- TASK STATEMENT -
Look through the entries below for the line that contains "pub trait MessagingPort: Send", then set down that line and each one after it exactly, through the last.

(Stored data entries)
==================================================

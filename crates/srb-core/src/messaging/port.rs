use async_trait::async_trait;

use crate::{
    domain::{ChatId, MessageId, MessageRef},
    messaging::types::MediaRef,
    Result,
};

/// Cross-messenger port.
///
/// Telegram is the first implementation; the relay core only ever talks
/// through this trait, which also gives tests a seam to record sends.
/// Every call is a single attempt: the relay never retries.
#[async_trait]
pub trait MessagingPort: Send + Sync {
    async fn send_text(&self, chat_id: ChatId, text: &str) -> Result<MessageRef>;

    async fn send_photo(&self, chat_id: ChatId, media: &MediaRef) -> Result<MessageRef>;

    async fn send_document(&self, chat_id: ChatId, media: &MediaRef) -> Result<MessageRef>;

    /// Forward an existing message into another chat, preserving its identity.
    async fn forward_message(
        &self,
        to: ChatId,
        from: ChatId,
        message_id: MessageId,
    ) -> Result<MessageRef>;
}
use std::sync::Arc;

use srb_core::{admins::AdminSet, config::Config, relay::Relay};

#[tokio::main]
async fn main() -> Result<(), srb_core::Error> {
    srb_core::logging::init("srb")?;

    let cfg = Arc::new(Config::load()?);
    let relay = Arc::new(Relay::new(AdminSet::new(cfg.admins.clone())));

    srb_telegram::router::run_polling(cfg, relay)
        .await
        .map_err(|e| srb_core::Error::Delivery(format!("telegram bot failed: {e}")))?;

    Ok(())
}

==================================================

- ANSWER BELOW -
pub trait MessagingPort: Send + Sync {
    async fn send_text(&self, chat_id: ChatId, text: &str) -> Result<MessageRef>;

    async fn send_photo(&self, chat_id: ChatId, media: &MediaRef) -> Result<MessageRef>;

    async fn send_document(&self, chat_id: ChatId, media: &MediaRef) -> Result<MessageRef>;

    /// Forward an existing message into another chat, preserving its identity.
    async fn forward_message(
        &self,
        to: ChatId,
        from: ChatId,
        message_id: MessageId,
    ) -> Result<MessageRef>;
}
use std::sync::Arc;

use srb_core::{admins::AdminSet, config::Config, relay::Relay};

#[tokio::main]
async fn main() -> Result<(), srb_core::Error> {
    srb_core::logging::init("srb")?;

    let cfg = Arc::new(Config::load()?);
    let relay = Arc::new(Relay::new(AdminSet::new(cfg.admins.clone())));

    srb_telegram::router::run_polling(cfg, relay)
        .await
        .map_err(|e| srb_core::Error::Delivery(format!("telegram bot failed: {e}")))?;

    Ok(())
}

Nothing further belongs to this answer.